'China's removal of the oil rig was also welcomed by Washington, which last week accused Beijing of "gluttonous, naked aggression" in the South China Sea, and had encouraged all parties to engage in a peaceful resolution to the crisis'. (Despite oil rig removal, China and Vietnam row still simmers , The Guardian Friday 17 July 2014 )China's decision to go back on its provocative move to position their largest deepwater drilling rig, the HD-981, in waters claimed by Vietnam does not mean an end to the Middle Kingdom's quest for energy security through exploiting the oil reserves of the South China Sea.
In June 2014, the China National Offshore Oil Corporation dispatched its second largest oil rig to waters near the mouth of the Gulf of Tonkin. As China industrialises at rapid speed, the need for oil in areas it could assert control over has become seen as increasingly vital.
One reason is the US geostrategy of containing China since 2011 has made it all the more determined to avoid being overdependent upon oil coming from the Middle East and Africa which could be cut off from Malacca and Lombok/Makassar straits in Southeast Asia.
China imports 60% of its oil through these strategic 'chokepoints' and the US Pivot To Asia has involved trying to forge closer bilateral economic and military ties with both Malaysia and Indonesia, especially through naval cooperation. Malaysia which fears Chinese ambitions
In February 2014 Royal Malaysian Navy (RMN) chief Admiral Tan Sri Abdul Aziz Jaafar received US Navy chief Admiral Jonathan W. Greenert and talked about potential cooperation in submarine operations and an incident where a Chinese vessel was alleged to be involved in a shooting incident.
The US is involved in trying to back its oil interests in East Asia no less than China. US energy giants such as Chevron, ConocoPhillips, and ExxonMobil have struck deals with the state-owned oil companies of Malaysia, Vietnam, and the Philippines to explore the oil of the South China Sea.

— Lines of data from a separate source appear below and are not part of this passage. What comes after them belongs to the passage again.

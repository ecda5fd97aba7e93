//! The polling client.

use std::net::{SocketAddr, ToSocketAddrs};
use std::sync::{Arc, Mutex, MutexGuard, PoisonError, Weak};
use std::time::Duration;

use crossbeam_channel::Receiver;
use netengine_config::{Config, ConfigError};
use netengine_net::{
    ClientTlsSettings, ConnectionState, FrameConfig, IncomingMessage, Message, MessageKind,
    MessageRouter, PacketKind, SocketConfig, TransportClient, TransportConfig, decode_message,
    encode_message,
};
use tokio::sync::watch;
use tracing::{debug, error, info, trace, warn};

use crate::error::ClientError;
use crate::events::{ClientEvent, EventBus};

/// Client settings.
#[derive(Debug, Clone)]
pub struct ClientOptions {
    pub server_addr: SocketAddr,
    pub connect_timeout: Duration,
    /// Inbound poll rate (Hz). Clamped to at least 1.
    pub poll_frequency: u32,
    pub transport: TransportConfig,
    pub tls: Option<ClientTlsSettings>,
}

impl Default for ClientOptions {
    fn default() -> Self {
        Self {
            server_addr: SocketAddr::from(([127, 0, 0, 1], 7777)),
            connect_timeout: Duration::from_secs(10),
            poll_frequency: 33,
            transport: TransportConfig::default(),
            tls: None,
        }
    }
}

impl ClientOptions {
    /// Build options from the `client` and `tls` sections of `config`.
    ///
    /// The server address may be a host name; the first resolved address
    /// is used.
    pub fn from_config(config: &Config) -> Result<Self, ClientError> {
        let client = &config.client;
        let endpoint = client.endpoint();
        let server_addr = endpoint
            .to_socket_addrs()
            .ok()
            .and_then(|mut addrs| addrs.next())
            .ok_or_else(|| ConfigError::InvalidValue {
                field: "client.server_address",
                reason: format!("cannot resolve {endpoint}"),
            })?;

        let tls = if config.tls.enabled {
            let Some(ca_path) = config.tls.ca_path.clone() else {
                return Err(ConfigError::InvalidValue {
                    field: "tls.ca_path",
                    reason: "a TLS client needs a CA bundle".into(),
                }
                .into());
            };
            let identity = match (&config.tls.cert_path, &config.tls.key_path) {
                (Some(cert), Some(key)) if config.tls.require_client_cert => {
                    Some((cert.clone(), key.clone()))
                }
                _ => None,
            };
            Some(ClientTlsSettings {
                ca_path,
                server_name: config.tls.server_name.clone(),
                identity,
            })
        } else {
            None
        };

        Ok(Self {
            server_addr,
            connect_timeout: client.connect_timeout(),
            poll_frequency: client.poll_frequency,
            transport: TransportConfig {
                frame: FrameConfig {
                    max_message_size: client.max_message_size,
                },
                socket: SocketConfig::default(),
                ..Default::default()
            },
            tls,
        })
    }

    fn poll_period(&self) -> Duration {
        Duration::from_secs(1) / self.poll_frequency.max(1)
    }
}

struct ClientInner {
    options: ClientOptions,
    transport: TransportClient,
    router: MessageRouter<GameClient>,
    events: EventBus,
    running: Mutex<Option<watch::Sender<bool>>>,
}

/// Cheaply cloneable handle to one client.
#[derive(Clone)]
pub struct GameClient {
    inner: Arc<ClientInner>,
}

impl GameClient {
    /// Create a stopped client. Loads TLS material if configured.
    pub fn new(options: ClientOptions) -> Result<Self, ClientError> {
        let tls = match &options.tls {
            Some(settings) => Some(settings.build().map_err(netengine_net::TransportError::from)?),
            None => None,
        };

        Ok(Self {
            inner: Arc::new(ClientInner {
                transport: TransportClient::new(options.transport.clone(), tls),
                router: MessageRouter::new(),
                events: EventBus::default(),
                running: Mutex::new(None),
                options,
            }),
        })
    }

    fn running(&self) -> MutexGuard<'_, Option<watch::Sender<bool>>> {
        self.inner
            .running
            .lock()
            .unwrap_or_else(PoisonError::into_inner)
    }

    /// Connect, then start polling. Fails if the server cannot be reached
    /// within the connect timeout, emitting `Stopped` after `Starting`.
    ///
    /// After the server drops the connection, call [`stop`](Self::stop)
    /// before running again.
    pub async fn run(&self) -> Result<(), ClientError> {
        if self.running().is_some() {
            return Err(ClientError::AlreadyRunning);
        }

        let addr = self.inner.options.server_addr;
        let timeout = self.inner.options.connect_timeout;
        if !self.inner.transport.connect(addr, timeout) {
            return Err(ClientError::AlreadyRunning);
        }
        self.inner.events.emit(ClientEvent::Starting);
        if let Err(e) = self.inner.transport.wait_connected(timeout).await {
            warn!(%addr, error = %e, "could not reach server");
            // Leave the transport idle for the next attempt.
            self.inner.transport.disconnect().await;
            self.inner.events.emit(ClientEvent::Stopped);
            return Err(e.into());
        }
        self.inner.events.emit(ClientEvent::ConnectedToServer);
        info!(%addr, "connected to server");

        let (shutdown_tx, shutdown_rx) = watch::channel(false);
        {
            let mut running = self.running();
            if running.is_some() {
                return Err(ClientError::AlreadyRunning);
            }
            *running = Some(shutdown_tx);
        }
        tokio::spawn(poll_loop(
            Arc::downgrade(&self.inner),
            self.inner.options.poll_period(),
            shutdown_rx,
        ));

        self.inner.events.emit(ClientEvent::Ready);
        Ok(())
    }

    /// Stop polling and close the connection.
    pub async fn stop(&self) -> Result<(), ClientError> {
        let Some(shutdown_tx) = self.running().take() else {
            return Err(ClientError::NotRunning);
        };

        self.inner.events.emit(ClientEvent::Stopping);
        shutdown_tx.send_replace(true);
        self.inner.transport.disconnect().await;
        self.inner.events.emit(ClientEvent::Stopped);
        Ok(())
    }

    pub fn is_running(&self) -> bool {
        self.running().is_some()
    }

    pub fn is_connected(&self) -> bool {
        self.inner.transport.is_connected()
    }

    pub fn connection_state(&self) -> ConnectionState {
        self.inner.transport.state().current()
    }

    pub fn subscribe(&self) -> Receiver<ClientEvent> {
        self.inner.events.subscribe()
    }

    /// Dispatch every message queued right now. Returns the number of
    /// packets processed.
    pub fn poll(&self) -> usize {
        let packets = self.inner.transport.drain_packets();
        let count = packets.len();

        for packet in packets {
            match packet.kind {
                PacketKind::Data => self.on_data(packet.connection_id, &packet.payload),
                PacketKind::Disconnection => {
                    warn!("connection with the server lost");
                    self.inner.events.emit(ClientEvent::Disconnected);
                }
                PacketKind::Connection => trace!("connection packet"),
            }
        }
        count
    }

    fn on_data(&self, id: netengine_net::ConnectionId, payload: &[u8]) {
        let message = match decode_message(payload) {
            Ok(message) => message,
            Err(e) => {
                warn!(error = %e, "undecodable message from server dropped");
                return;
            }
        };
        let incoming = IncomingMessage {
            connection_id: id,
            message,
        };
        let kind = incoming.kind();
        if let Err(e) = self.inner.router.dispatch(self, incoming) {
            error!(%kind, error = %e, "message from server dropped");
        }
    }

    /// Send `message` to the server.
    pub fn send(&self, message: &Message) -> Result<(), ClientError> {
        let payload = encode_message(message)?;
        self.inner.transport.send(payload)?;
        Ok(())
    }

    /// Send an authentication request.
    pub fn authenticate(
        &self,
        username: impl Into<String>,
        password: impl Into<String>,
    ) -> Result<(), ClientError> {
        self.send(&Message::authentication(username, password))
    }

    /// Register the one handler for `kind`.
    pub fn attach_handler<F>(&self, kind: MessageKind, handler: F) -> Result<(), ClientError>
    where
        F: Fn(&GameClient, IncomingMessage) + Send + Sync + 'static,
    {
        self.inner.router.attach_handler(kind, handler)?;
        Ok(())
    }

    pub fn router(&self) -> &MessageRouter<GameClient> {
        &self.inner.router
    }

    pub fn detach_all_handlers(&self) {
        self.inner.router.detach_all_handlers();
    }

    pub fn registered_kinds(&self) -> Vec<MessageKind> {
        self.inner.router.registered_kinds()
    }
}

async fn poll_loop(inner: Weak<ClientInner>, period: Duration, mut shutdown_rx: watch::Receiver<bool>) {
    debug!(?period, "poll loop started");
    let mut interval = tokio::time::interval(period);
    interval.set_missed_tick_behavior(tokio::time::MissedTickBehavior::Skip);

    loop {
        tokio::select! {
            _ = interval.tick() => {}
            _ = shutdown_rx.changed() => break,
        }
        let Some(inner) = inner.upgrade() else {
            break;
        };
        GameClient { inner }.poll();
    }
    debug!("poll loop stopped");
}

More broadly, the Pivot to Asia is concerned with compensating for the US's economic decline after the 2008 financial crisis by ramping up its military presence in the Asia-Pacific theatre so as to be able to check China by being in a position to throttle its economy by reducing its oil supply.
The US strategy of engaging with Asian nations as a counterbalancing force to China could bring benefits. The danger, though, is that by building up a coalition of nations it would take only one of those energy hungry states to be emboldened against China in an oil dispute to trigger off a dangerous conflict.
As Michael Klare writes, the region could become a "powder keg' due to the emergence of an arms race and rising nationalism interacting with pathological struggles over oil and gas. Vietnam is a potential flashpoint due to the history of conflict between it and China as recently as 1974 and 1979.
The assertion of Chinese oil interests and sovereignty over the South China Sea against Vietnam is particulary dangerous because Hanoi had improved relations with China by 2013. The imposition of the oil rig could now lead Vietnam to move closer to the US for arms and naval technology.
On July 15, 2014 the WSJ carried a report advocating what a number of assertive US nationalists have wanted for a while-the lifting of the ban on the sale of lethal weapons to Vietnam, as was argued for by President Obama's U.S. ambassador to Vietnam nominee Ted Osius.
Since 2007 the 'normalisation' of relations between Vietnam and the US has occured following on from the Bush administration's decision to allow non lethal defence products to be sold. How Beijing would react to that move remains to be seen but more provocative would be closer military and political cooperation.
Indeed, the oil rig crisis is not the only reason for a reapprochement between the US and Vietnam. It is a vital part of the entire Pivot To Asia strategy, as seen in the formation of a “comprehensive partnership” in 2013, the Proliferation Security Initiative (PSI) and the Trans-Pacific Partnership (TPP).
The creation of this vast free trade block is designed as an economic counterweight to China ( though China has been invited to participate ) and to underscore the global economic hegemony of the US and its economic model and values in a world in which China could be the next global power.
Yet conflicts over resources in East Asia could well destroy the idea of a permanent and uninterrupted period of economic growth whereby China and the US interests would dovetail as opposed to drifting apart. An oil price shock from the Middle East could trigger off economic chaos, intensified nationalism and conflict over the South China Sea.